Distinctive designs enhance South Mountain Freeway experience
Distinctive designs enhance South Mountain Freeway experience
PHOENIX – While providing a much-needed alternative to Interstate 10 through downtown Phoenix, the Loop 202 South Mountain Freeway offers drivers a variety of distinctive designs and landscaping influenced by the natural beauty and history along its 22 miles.
Designs displayed on bridges, sound walls and landform graphics range from a leaf-patterned agricultural theme near Laveen to simple shapes based on chollas and ocotillos in the Ahwatukee Foothills. Closer to I-10 in Ahwatukee, drivers see horizontal patterns inspired by modern architect Frank Lloyd Wright’s connection with that area.
Near the Salt River, drivers see curving linear shapes and decorative elements that speak to water passing over rock through time. A “mountain urban link” pattern where South Mountain Freeway meets I-10 in west Phoenix combines influences from mountain views with the work of both Frank Lloyd Wright and architect, urban designer and artist Paolo Soleri.

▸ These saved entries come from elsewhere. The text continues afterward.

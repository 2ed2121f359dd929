//! Compressed sparse row matrices for block operators and sector matrices.

use ndarray as nd;
use num_complex::Complex64 as C64;
use num_traits::Zero;
use crate::error::{ DiagError, DiagResult };

/// Sparse complex matrix in compressed sparse row format.
#[derive(Clone, Debug, PartialEq)]
pub struct CsrMatrix {
    pub nrows: usize,
    pub ncols: usize,
    pub row_ptr: Vec<usize>,
    pub col_indices: Vec<usize>,
    pub values: Vec<C64>,
}

impl CsrMatrix {
    /// An all-zero matrix.
    pub fn zeros(nrows: usize, ncols: usize) -> Self {
        Self {
            nrows,
            ncols,
            row_ptr: vec![0; nrows + 1],
            col_indices: Vec::new(),
            values: Vec::new(),
        }
    }

    /// Build from `(row, col, value)` triplets.
    ///
    /// Duplicate entries are summed and exact zeros are dropped.
    pub fn from_triplets(
        nrows: usize,
        ncols: usize,
        triplets: Vec<(usize, usize, C64)>,
    ) -> DiagResult<Self>
    {
        let mut rows: Vec<Vec<(usize, C64)>> = vec![Vec::new(); nrows];
        for (i, j, a) in triplets.into_iter() {
            if i >= nrows || j >= ncols {
                return Err(DiagError::Shape(format!(
                    "entry ({}, {}) outside of a {}x{} matrix", i, j, nrows, ncols
                )));
            }
            rows[i].push((j, a));
        }
        let mut row_ptr: Vec<usize> = Vec::with_capacity(nrows + 1);
        let mut col_indices: Vec<usize> = Vec::new();
        let mut values: Vec<C64> = Vec::new();
        row_ptr.push(0);
        for row in rows.iter_mut() {
            row.sort_by_key(|(j, _)| *j);
            let mut merged: Vec<(usize, C64)> = Vec::with_capacity(row.len());
            for (j, a) in row.drain(..) {
                match merged.last_mut() {
                    Some(last) if last.0 == j => { last.1 += a; },
                    _ => { merged.push((j, a)); },
                }
            }
            for (j, a) in merged.into_iter() {
                if a.is_zero() { continue; }
                col_indices.push(j);
                values.push(a);
            }
            row_ptr.push(values.len());
        }
        Ok(Self { nrows, ncols, row_ptr, col_indices, values })
    }

    /// Convert a dense matrix, keeping only non-zero elements.
    pub fn from_dense(A: &nd::Array2<C64>) -> Self {
        let (nrows, ncols) = A.dim();
        let mut row_ptr: Vec<usize> = Vec::with_capacity(nrows + 1);
        let mut col_indices: Vec<usize> = Vec::new();
        let mut values: Vec<C64> = Vec::new();
        row_ptr.push(0);
        for row in A.rows() {
            for (j, a) in row.iter().enumerate() {
                if a.is_zero() { continue; }
                col_indices.push(j);
                values.push(*a);
            }
            row_ptr.push(values.len());
        }
        Self { nrows, ncols, row_ptr, col_indices, values }
    }

    pub fn to_dense(&self) -> nd::Array2<C64> {
        let mut A: nd::Array2<C64> = nd::Array2::zeros((self.nrows, self.ncols));
        for i in 0..self.nrows {
            for (j, a) in self.row(i) {
                A[[i, j]] += a;
            }
        }
        A
    }

    pub fn shape(&self) -> (usize, usize) { (self.nrows, self.ncols) }

    /// Number of stored elements.
    pub fn nnz(&self) -> usize { self.values.len() }

    /// Stored `(column, value)` pairs of row `i`.
    pub fn row(&self, i: usize) -> impl Iterator<Item = (usize, C64)> + '_ {
        let range = self.row_ptr[i]..self.row_ptr[i + 1];
        self.col_indices[range.clone()].iter().copied()
            .zip(self.values[range].iter().copied())
    }

    /// Structural consistency: monotone row pointers covering all stored
    /// elements and in-range column indices.
    pub fn is_valid(&self) -> bool {
        self.row_ptr.len() == self.nrows + 1
            && self.row_ptr.first() == Some(&0)
            && self.row_ptr.last() == Some(&self.values.len())
            && self.col_indices.len() == self.values.len()
            && self.row_ptr.windows(2).all(|w| w[0] <= w[1])
            && self.col_indices.iter().all(|j| *j < self.ncols)
    }

    /// Conjugate transpose.
    pub fn dagger(&self) -> Self {
        let mut counts: Vec<usize> = vec![0; self.ncols + 1];
        self.col_indices.iter().for_each(|j| { counts[j + 1] += 1; });
        for j in 0..self.ncols { counts[j + 1] += counts[j]; }
        let row_ptr = counts.clone();
        let mut cursor = counts;
        let mut col_indices: Vec<usize> = vec![0; self.nnz()];
        let mut values: Vec<C64> = vec![C64::zero(); self.nnz()];
        for i in 0..self.nrows {
            for (j, a) in self.row(i) {
                let k = cursor[j];
                cursor[j] += 1;
                col_indices[k] = i;
                values[k] = a.conj();
            }
        }
        Self {
            nrows: self.ncols,
            ncols: self.nrows,
            row_ptr,
            col_indices,
            values,
        }
    }

    /// Symmetric reordering `B[a, b] = A[perm[a], perm[b]]` of a square
    /// matrix.
    pub fn permuted(&self, perm: &[usize]) -> DiagResult<Self> {
        if self.nrows != self.ncols || perm.len() != self.nrows {
            return Err(DiagError::Shape(format!(
                "cannot permute a {}x{} matrix by {} indices",
                self.nrows, self.ncols, perm.len(),
            )));
        }
        let mut inverse: Vec<usize> = vec![0; perm.len()];
        perm.iter().enumerate().for_each(|(a, i)| { inverse[*i] = a; });
        let inverse = &inverse;
        let triplets: Vec<(usize, usize, C64)>
            = perm.iter().enumerate()
            .flat_map(move |(a, i)| {
                self.row(*i).map(move |(j, x)| (a, inverse[j], x))
            })
            .collect();
        Self::from_triplets(self.nrows, self.ncols, triplets)
    }

    /// Accumulate `out += self · x`.
    pub fn matvec_into(&self, out: &mut nd::Array1<C64>, x: &nd::Array1<C64>) {
        for (i, out_i) in out.iter_mut().enumerate().take(self.nrows) {
            *out_i += self.row(i).map(|(j, a)| a * x[j]).sum::<C64>();
        }
    }
}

“Design choices are an important part of providing quality freeways for today and for future generations,” said LeRoy Brady, ADOT’s chief landscape architect. “They enhance the experience of those who use the South Mountain Freeway.”
Complementing these designs are landscape themes, such as the saguaros, native trees, colorful plants and coral-colored granite that enhance the transition between Ahwatukee and I-10 in the East Valley. In the Ahwatukee Foothills, the landscaping combines salvaged native plants with new plants.
Near Laveen, green and colorful plants complement brown granite to celebrate that area’s agricultural heritage. From the Salt River north to I-10, the landscaping includes bold shapes, brilliantly colored plants and gold-colored granite, while the freeway-to-freeway interchange in west Phoenix blends I-10’s existing landscape theme with gold-colored granite.
“Together, these aesthetic and landscape character areas tell stories by highlighting land use, land forms and history,” Brady said.
With the freeway now open to traffic, crews are continuing to complete landscaping in areas.
ADOT developed these concepts, which were presented for public input, in collaboration with the Frank Lloyd Wright Foundation and Cosanti Foundation.
In Ahwatukee, an entire aesthetic character area is inspired by the 1920s camp, near what is now 32nd Street, where Frank Lloyd Wright produced designs for a desert resort that was never built after the 1929 stock market crash.
“Frank Lloyd Wright was inspired by Arizona’s desert surroundings, especially the area south of South Mountain,” Brady said. “He loved the area. He loved looking south across the desert landscape. It was important that we capture his view of this area in our designs.”
Working with the Frank Lloyd Wright Foundation, ADOT’s project team designed simple patterns celebrating the area’s landscape and vegetation. Because the wood walls of Wright’s camp featured bold horizontal lines echoing the desert floor and long horizons, South Mountain Freeway sound walls have horizontal lines, in contrast to vertical lines used for sound walls along other Valley freeways.
“It represents the Arizona Department of Transportation’s foresight that this could be a pivotal project not only because of its size but also in its expression of the historical context it passes through,” said architect Victor Sidy, who worked with the Frank Lloyd Wright Foundation on the project.